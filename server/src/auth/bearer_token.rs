use anyhow::{bail, Result};
use chrono::Utc;
use novedades_misc::api::user::User;

use crate::context::ServerContext;

use super::bootstrap_admin_user;

pub fn auth_bearer_token(sc: &ServerContext, auth: String, is_remote: bool) -> Result<User> {
    let now = Utc::now().timestamp() as u64;
    let subject = sc.jwt_validator.validate_token(&auth, now)?;

    if subject.bootstrap_admin {
        if is_remote {
            bail!("cannot auth as admin from remote");
        }
        return Ok(bootstrap_admin_user());
    }

    let user = sc
        .db
        .with_transaction(|tx| tx.get_user_by_name(&subject.name))?;

    match user {
        Some(user) if user.active => Ok(user),
        Some(_) => bail!("account is deactivated"),
        None => bail!("user '{}' no longer exists", subject.name),
    }
}
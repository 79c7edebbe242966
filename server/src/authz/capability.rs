use novedades_misc::api::user::Role;

/// What a role is inherently allowed to do, independent of where its holder
/// sits in the reporting hierarchy.
#[derive(Debug, Clone, Copy, PartialEq, Eq)]
pub struct Capability {
    /// Full administration: every user, every annotation, the audit log.
    pub manage_users: bool,

    /// May view and annotate subordinates at all.
    pub review_subordinates: bool,

    /// Roles this role may directly annotate. Hierarchy checks still apply
    /// on top of this list.
    pub annotate_targets: &'static [Role],
}

const NONE: Capability = Capability {
    manage_users: false,
    review_subordinates: false,
    annotate_targets: &[],
};

/// Looks up the capability set for a role name. Unrecognized names get the
/// empty set, never a default grant.
pub fn capability_for(role_name: &str) -> Capability {
    let role = match Role::from_name(role_name) {
        Some(role) => role,
        None => return NONE,
    };

    match role {
        Role::Admin => Capability {
            manage_users: true,
            review_subordinates: true,
            annotate_targets: &Role::ALL,
        },
        Role::JefaSalud => Capability {
            manage_users: false,
            review_subordinates: true,
            annotate_targets: &[Role::EncargadoRecinto, Role::EncargadoUnidad],
        },
        Role::EncargadoRecinto => Capability {
            manage_users: false,
            review_subordinates: true,
            annotate_targets: &[Role::EncargadoUnidad],
        },
        Role::EncargadoUnidad => Capability {
            manage_users: false,
            review_subordinates: true,
            annotate_targets: &[Role::Funcionario],
        },
        Role::Funcionario => NONE,
    }
}
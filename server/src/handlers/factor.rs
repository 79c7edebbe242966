use log::{debug, error};
use novedades_misc::api::factor::{
    Factor, GetFactorRequest, GetSubFactorRequest, PutFactorRequest, PutSubFactorRequest,
    SubFactor,
};
use novedades_misc::api::user::User;
use novedades_misc::api::{ListResponse, Response};

use crate::authz::can_manage_users;
use crate::context::ServerContext;
use crate::register_handlers;

register_handlers!(put_factor, get_factor, put_subfactor, get_subfactor);

async fn put_factor(req: PutFactorRequest, op: User, sc: &ServerContext) -> Response<()> {
    if !can_manage_users(&op) {
        return Response::forbidden();
    }
    debug!("Create factor: {}", req.name);

    let result = sc.db.with_transaction(|tx| tx.create_factor(&req.name));
    match result {
        Ok(_) => Response::ok(),
        Err(e) => {
            error!("Failed to create factor: {e:#}");
            Response::database_error()
        }
    }
}

async fn get_factor(
    req: GetFactorRequest,
    _op: User,
    sc: &ServerContext,
) -> Response<ListResponse<Factor>> {
    debug!("Get factors: {req:?}");

    let result = sc.db.with_transaction(|tx| {
        let factors = tx.get_factors(req)?;
        Ok(ListResponse {
            total: factors.len() as u64,
            items: factors,
        })
    });

    match result {
        Ok(factors) => Response::with_data(factors),
        Err(e) => {
            error!("Failed to get factors: {e:#}");
            Response::database_error()
        }
    }
}

async fn put_subfactor(req: PutSubFactorRequest, op: User, sc: &ServerContext) -> Response<()> {
    if !can_manage_users(&op) {
        return Response::forbidden();
    }
    debug!("Create subfactor: {} under {}", req.name, req.factor_id);

    let result = sc.db.with_transaction(|tx| {
        if !tx.has_factor(req.factor_id)? {
            return Ok(false);
        }
        tx.create_subfactor(&req.name, req.factor_id)?;
        Ok(true)
    });
    match result {
        Ok(true) => Response::ok(),
        Ok(false) => Response::bad_request("factor does not exist"),
        Err(e) => {
            error!("Failed to create subfactor: {e:#}");
            Response::database_error()
        }
    }
}

async fn get_subfactor(
    req: GetSubFactorRequest,
    _op: User,
    sc: &ServerContext,
) -> Response<ListResponse<SubFactor>> {
    debug!("Get subfactors: {req:?}");

    let result = sc.db.with_transaction(|tx| {
        let subfactors = tx.get_subfactors(req)?;
        Ok(ListResponse {
            total: subfactors.len() as u64,
            items: subfactors,
        })
    });

    match result {
        Ok(subfactors) => Response::with_data(subfactors),
        Err(e) => {
            error!("Failed to get subfactors: {e:#}");
            Response::database_error()
        }
    }
}

#[cfg(test)]
mod tests {
    use crate::auth::bootstrap_admin_user;

    use super::*;

    #[tokio::test]
    async fn test_factor_catalog() {
        let sc = ServerContext::new_test();
        let admin = bootstrap_admin_user();

        let resp = put_factor(
            PutFactorRequest {
                name: "Conducta".to_string(),
            },
            admin.clone(),
            &sc,
        )
        .await;
        assert_eq!(resp.code, 200);

        let resp = get_factor(GetFactorRequest::default(), admin.clone(), &sc).await;
        let factors = resp.data.unwrap();
        assert_eq!(factors.total, 1);
        let factor_id = factors.items[0].id;

        let resp = put_subfactor(
            PutSubFactorRequest {
                name: "Puntualidad".to_string(),
                factor_id,
            },
            admin.clone(),
            &sc,
        )
        .await;
        assert_eq!(resp.code, 200);

        // Subfactors must hang off an existing factor.
        let resp = put_subfactor(
            PutSubFactorRequest {
                name: "Huérfano".to_string(),
                factor_id: 999,
            },
            admin.clone(),
            &sc,
        )
        .await;
        assert_eq!(resp.code, 400);

        let resp = get_subfactor(
            GetSubFactorRequest {
                factor_id: Some(factor_id),
                ..Default::default()
            },
            admin,
            &sc,
        )
        .await;
        assert_eq!(resp.data.unwrap().total, 1);

        // Catalog writes are admin-only; reads are for everyone.
        let func_id = sc.seed_user("mreyes", "Funcionario", "x", None, None);
        let func = sc
            .db
            .with_transaction(|tx| tx.get_user(func_id))
            .unwrap()
            .unwrap();
        let resp = put_factor(
            PutFactorRequest {
                name: "Otro".to_string(),
            },
            func.clone(),
            &sc,
        )
        .await;
        assert_eq!(resp.code, 403);

        let resp = get_factor(GetFactorRequest::default(), func, &sc).await;
        assert_eq!(resp.code, 200);
    }
}
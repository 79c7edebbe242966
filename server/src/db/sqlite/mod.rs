mod audit;
mod comment;
mod factor;
mod user;

use std::path::Path;

use anyhow::Result;
use novedades_misc::api::audit::{AuditEntry, GetAuditRequest};
use novedades_misc::api::comment::{Comment, GetCommentRequest};
use novedades_misc::api::factor::{Factor, GetFactorRequest, GetSubFactorRequest, SubFactor};
use novedades_misc::api::user::{GetUserRequest, PatchUserRequest, User};
use novedades_misc::api::Value;
use rusqlite::types::Value as DbValue;
use rusqlite::Connection as RawConnection;
use rusqlite::Transaction as RawTransaction;

use super::types::{
    Connection, CreateAuditParams, CreateCommentParams, CreateUserParams, Transaction,
    UserPassword,
};

/// SQLite-based database implementation, suitable for single-node
/// deployments. Supports both file-based and in-memory databases.
pub struct SqliteConnection {
    conn: RawConnection,
}

pub struct SqliteTransaction<'a> {
    tx: RawTransaction<'a>,
}

impl SqliteConnection {
    /// Opens a SQLite database file, creating it and all required tables if
    /// they don't exist yet.
    pub fn open(path: &Path) -> Result<Self> {
        let conn = RawConnection::open(path)?;
        Self::init_tables(&conn)?;
        Ok(Self { conn })
    }

    /// Creates an in-memory database. Content is lost when the program
    /// exits; recommended for testing only.
    pub fn memory() -> Result<Self> {
        let conn = RawConnection::open_in_memory()?;
        Self::init_tables(&conn)?;
        Ok(Self { conn })
    }

    fn init_tables(conn: &RawConnection) -> Result<()> {
        user::create_table(conn)?;
        comment::create_table(conn)?;
        factor::create_tables(conn)?;
        audit::create_table(conn)?;
        Ok(())
    }
}

impl<'a> Connection<'a, SqliteTransaction<'a>> for SqliteConnection {
    fn transaction(&'a mut self) -> Result<SqliteTransaction<'a>> {
        let tx = self.conn.transaction()?;
        Ok(SqliteTransaction { tx })
    }
}

impl Transaction for SqliteTransaction<'_> {
    fn create_user(&self, params: CreateUserParams) -> Result<u64> {
        user::create(&self.tx, params)
    }

    fn update_user(&self, patch: PatchUserRequest, update_time: u64) -> Result<()> {
        user::update(&self.tx, patch, update_time)
    }

    fn get_user(&self, id: u64) -> Result<Option<User>> {
        user::get(&self.tx, id)
    }

    fn get_user_by_name(&self, name: &str) -> Result<Option<User>> {
        user::get_by_name(&self.tx, name)
    }

    fn has_user_name(&self, name: &str) -> Result<bool> {
        user::has_name(&self.tx, name)
    }

    fn count_users(&self, req: GetUserRequest) -> Result<u64> {
        user::count_users(&self.tx, req)
    }

    fn get_users(&self, req: GetUserRequest) -> Result<Vec<User>> {
        user::get_users(&self.tx, req)
    }

    fn get_user_password(&self, name: &str) -> Result<Option<UserPassword>> {
        user::get_password(&self.tx, name)
    }

    fn primary_supervisor(&self, id: u64) -> Result<Option<u64>> {
        user::primary_supervisor(&self.tx, id)
    }

    fn create_comment(&self, params: CreateCommentParams) -> Result<u64> {
        comment::create(&self.tx, params)
    }

    fn get_comment(&self, folio: u64) -> Result<Option<Comment>> {
        comment::get(&self.tx, folio)
    }

    fn count_comments(&self, req: GetCommentRequest) -> Result<u64> {
        comment::count_comments(&self.tx, req)
    }

    fn get_comments(&self, req: GetCommentRequest) -> Result<Vec<Comment>> {
        comment::get_comments(&self.tx, req)
    }

    fn accept_comment(&self, folio: u64, observacion: &str, accept_time: u64) -> Result<bool> {
        comment::accept(&self.tx, folio, observacion, accept_time)
    }

    fn create_factor(&self, name: &str) -> Result<u64> {
        factor::create_factor(&self.tx, name)
    }

    fn has_factor(&self, id: u64) -> Result<bool> {
        factor::has_factor(&self.tx, id)
    }

    fn get_factors(&self, req: GetFactorRequest) -> Result<Vec<Factor>> {
        factor::get_factors(&self.tx, req)
    }

    fn create_subfactor(&self, name: &str, factor_id: u64) -> Result<u64> {
        factor::create_subfactor(&self.tx, name, factor_id)
    }

    fn has_subfactor(&self, id: u64) -> Result<bool> {
        factor::has_subfactor(&self.tx, id)
    }

    fn get_subfactors(&self, req: GetSubFactorRequest) -> Result<Vec<SubFactor>> {
        factor::get_subfactors(&self.tx, req)
    }

    fn create_audit(&self, params: CreateAuditParams) -> Result<()> {
        audit::create(&self.tx, params)
    }

    fn count_audits(&self, req: GetAuditRequest) -> Result<u64> {
        audit::count_audits(&self.tx, req)
    }

    fn get_audits(&self, req: GetAuditRequest) -> Result<Vec<AuditEntry>> {
        audit::get_audits(&self.tx, req)
    }

    fn commit(self) -> Result<()> {
        self.tx.commit()?;
        Ok(())
    }

    fn rollback(self) -> Result<()> {
        self.tx.rollback()?;
        Ok(())
    }
}

/// Converts builder values into rusqlite parameters.
pub fn convert_values(values: Vec<Value>) -> Vec<DbValue> {
    values
        .into_iter()
        .map(|value| match value {
            Value::Text(text) => DbValue::Text(text),
            Value::Integer(integer) => DbValue::Integer(integer as i64),
            Value::Bool(boolean) => DbValue::Integer(boolean as i64),
            Value::Null => DbValue::Null,
        })
        .collect()
}
use std::collections::HashMap;

use actix_web::HttpRequest;
use anyhow::{Context, Result};
use log::debug;
use novedades_misc::api::Request;
use url::form_urlencoded;

#[macro_export]
macro_rules! parse_request {
    ($req:expr) => {
        match $crate::request::parse_request_raw(&$req) {
            Ok(parsed) => parsed,
            Err(e) => {
                return novedades_misc::api::Response::bad_request(format!("bad request: {e:#}"))
            }
        }
    };
}

pub fn parse_request_raw<T>(req: &HttpRequest) -> Result<T>
where
    T: Request,
{
    let query_string = req.query_string();

    let fields: HashMap<String, String> = form_urlencoded::parse(query_string.as_bytes())
        .map(|(key, value)| (key.to_string(), value.to_string()))
        .collect();
    debug!(
        "- {} {}, fields: {:?}, peer: {:?}",
        req.method(),
        req.path(),
        fields,
        req.peer_addr(),
    );

    let mut parsed = T::default();
    parsed.complete(fields).context("parse query")?;

    Ok(parsed)
}

#[cfg(test)]
mod tests {
    use std::fmt::Debug;

    use actix_web::test::TestRequest;
    use novedades_misc::api::comment::GetCommentRequest;
    use novedades_misc::api::user::{GetUserRequest, PutUserRequest};
    use novedades_misc::api::{QueryRequest, Response};

    use super::*;

    fn test_handler<T>(req: HttpRequest, expect_request: Option<T>) -> Response<()>
    where
        T: Request + PartialEq + Debug,
    {
        let parsed: T = parse_request!(req);
        assert_eq!(parsed, expect_request.unwrap());
        Response::ok()
    }

    fn test_request<T>(query: Vec<(&str, &str)>, expect_request: Option<T>)
    where
        T: Request + PartialEq + Debug,
    {
        let mut url = String::from("http://127.0.0.1/api");
        if !query.is_empty() {
            url.push('?');
            for (i, (key, value)) in query.iter().enumerate() {
                if i > 0 {
                    url.push('&');
                }
                url.push_str(key);
                url.push('=');
                url.push_str(value);
            }
        }

        let req = TestRequest::with_uri(&url);

        let expect_err = expect_request.is_none();
        let resp = test_handler(req.to_http_request(), expect_request);

        if expect_err {
            assert_eq!(resp.code, 400);
            return;
        }

        assert_eq!(resp.code, 200);
    }

    #[test]
    fn test_parse_request() {
        test_request(
            vec![("supervised_by", "3"), ("role", "Funcionario"), ("limit", "20")],
            Some(GetUserRequest {
                supervised_by: Some(3),
                role: Some("Funcionario".to_string()),
                query: QueryRequest {
                    limit: Some(20),
                    ..Default::default()
                },
                ..Default::default()
            }),
        );

        test_request(
            vec![("id", "123")],
            Some(GetUserRequest {
                id: Some(123),
                ..Default::default()
            }),
        );

        test_request(
            vec![("funcionario_id", "5"), ("estado", "Pendiente")],
            Some(GetCommentRequest {
                funcionario_id: Some(5),
                estado: Some("Pendiente".to_string()),
                query: QueryRequest {
                    limit: Some(10),
                    ..Default::default()
                },
                ..Default::default()
            }),
        );

        // Missing mandatory fields fail the parse.
        test_request(vec![("name", "someone")], None::<PutUserRequest>);
        test_request(vec![("supervised_by", "x")], None::<GetUserRequest>);
    }
}
use actix_web::HttpResponse;
use chrono::Utc;
use novedades_misc::api::{HealthResponse, Response};

use super::convert_response;

/// Liveness probe, unauthenticated.
pub async fn get_healthz_handler() -> HttpResponse {
    let now = Utc::now().timestamp() as u64;
    convert_response(Response::with_data(HealthResponse {
        version: env!("CARGO_PKG_VERSION").to_string(),
        timestamp: now,
    }))
}
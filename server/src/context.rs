use crate::auth::jwt::{JwtTokenGenerator, JwtTokenValidator};
use crate::config::ServerConfig;
use crate::db::Database;

pub struct ServerContext {
    pub db: Database,

    pub jwt_generator: JwtTokenGenerator,
    pub jwt_validator: JwtTokenValidator,

    pub cfg: ServerConfig,
}

#[cfg(test)]
impl ServerContext {
    pub fn new_test() -> Self {
        let (public_key, private_key) = crate::auth::rsa::generate_rsa_keys().unwrap();
        Self {
            db: Database::new_test(),
            jwt_generator: JwtTokenGenerator::new(&private_key, 60).unwrap(),
            jwt_validator: JwtTokenValidator::new(&public_key).unwrap(),
            cfg: ServerConfig::default(),
        }
    }

    /// Inserts a user with a hashed password and returns its id.
    pub fn seed_user(
        &self,
        name: &str,
        role: &str,
        password: &str,
        jefe_id: Option<u64>,
        segundo_jefe_id: Option<u64>,
    ) -> u64 {
        use novedades_misc::api::user::PutUserRequest;
        use novedades_misc::code;

        use crate::db::types::CreateUserParams;

        let salt = "test_salt";
        self.db
            .with_transaction(|tx| {
                tx.create_user(CreateUserParams {
                    user: PutUserRequest {
                        name: name.to_string(),
                        full_name: format!("Usuario {name}"),
                        email: format!("{name}@example.org"),
                        password: code::sha256(format!("{password}{salt}")),
                        role: role.to_string(),
                        jefe_id,
                        segundo_jefe_id,
                    },
                    salt: salt.to_string(),
                    create_time: 1,
                    update_time: 1,
                })
            })
            .unwrap()
    }

    /// Inserts a factor with one subfactor and returns the subfactor id.
    pub fn seed_subfactor(&self, factor: &str, subfactor: &str) -> u64 {
        self.db
            .with_transaction(|tx| {
                let factor_id = tx.create_factor(factor)?;
                tx.create_subfactor(subfactor, factor_id)
            })
            .unwrap()
    }
}
use std::collections::HashMap;

use anyhow::{bail, Result};
use serde::{Deserialize, Serialize};

use crate::parse_from_map;

use super::{QueryRequest, Request};

pub const FACTOR_PATH: &str = "/api/v1/factor";
pub const SUBFACTOR_PATH: &str = "/api/v1/subfactor";

/// Top-level evaluation category. Comments are classified under a
/// sub-factor, which belongs to exactly one factor.
#[derive(Debug, Clone, Serialize, Deserialize, PartialEq)]
pub struct Factor {
    pub id: u64,
    pub name: String,
}

#[derive(Debug, Clone, Serialize, Deserialize, PartialEq)]
pub struct SubFactor {
    pub id: u64,
    pub name: String,
    pub factor_id: u64,
}

#[derive(Debug, Default, PartialEq)]
pub struct PutFactorRequest {
    pub name: String,
}

impl Request for PutFactorRequest {
    fn complete(&mut self, mut fields: HashMap<String, String>) -> Result<()> {
        self.name = fields.remove("name").unwrap_or_default();
        if self.name.is_empty() {
            bail!("name is required to put factor");
        }
        Ok(())
    }
}

#[derive(Debug, Default, PartialEq)]
pub struct PutSubFactorRequest {
    pub name: String,
    pub factor_id: u64,
}

impl Request for PutSubFactorRequest {
    fn complete(&mut self, mut fields: HashMap<String, String>) -> Result<()> {
        self.name = fields.remove("name").unwrap_or_default();
        if self.name.is_empty() {
            bail!("name is required to put subfactor");
        }
        self.factor_id = match parse_from_map!(fields, "factor_id") {
            Some(id) => id,
            None => bail!("factor_id is required to put subfactor"),
        };
        Ok(())
    }
}

#[derive(Debug, Default, Clone, PartialEq)]
pub struct GetFactorRequest {
    pub id: Option<u64>,

    pub query: QueryRequest,
}

impl Request for GetFactorRequest {
    fn complete(&mut self, mut fields: HashMap<String, String>) -> Result<()> {
        self.id = parse_from_map!(fields, "id");
        if self.id.is_some() {
            return Ok(());
        }
        self.query.complete(fields)?;
        Ok(())
    }
}

#[derive(Debug, Default, Clone, PartialEq)]
pub struct GetSubFactorRequest {
    pub id: Option<u64>,

    pub factor_id: Option<u64>,

    pub query: QueryRequest,
}

impl Request for GetSubFactorRequest {
    fn complete(&mut self, mut fields: HashMap<String, String>) -> Result<()> {
        self.id = parse_from_map!(fields, "id");
        if self.id.is_some() {
            return Ok(());
        }
        self.factor_id = parse_from_map!(fields, "factor_id");
        self.query.complete(fields)?;
        Ok(())
    }
}
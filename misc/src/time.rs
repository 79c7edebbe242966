use anyhow::{bail, Result};
use chrono::{Local, NaiveDate, NaiveDateTime, TimeZone};

/// Parses a time filter string into a Unix timestamp.
///
/// Accepted formats:
/// - Unix timestamp in seconds (e.g. "1735689600")
/// - Date (e.g. "2025-03-20"), interpreted as local midnight
/// - DateTime (e.g. "2025-03-20 15:30:00"), local time
pub fn parse_time(s: &str) -> Result<u64> {
    if let Ok(timestamp) = s.parse::<u64>() {
        return Ok(timestamp);
    }

    let datetime = if let Ok(date) = NaiveDate::parse_from_str(s, "%Y-%m-%d") {
        date.and_hms_opt(0, 0, 0).unwrap()
    } else if let Ok(datetime) = NaiveDateTime::parse_from_str(s, "%Y-%m-%d %H:%M:%S") {
        datetime
    } else {
        bail!("invalid time '{s}', expected formats: unix timestamp, YYYY-MM-DD, or YYYY-MM-DD HH:MM:SS");
    };

    let local = match Local.from_local_datetime(&datetime).single() {
        Some(local) => local,
        None => bail!("invalid local time"),
    };
    Ok(local.timestamp() as u64)
}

→ **PROBLEM TO SOLVE**: Only lines that contain "HttpResponse" are needed, so copy each of them from the data.

→ **ANSWER BOX**:
use actix_web::HttpResponse;
pub async fn get_healthz_handler() -> HttpResponse {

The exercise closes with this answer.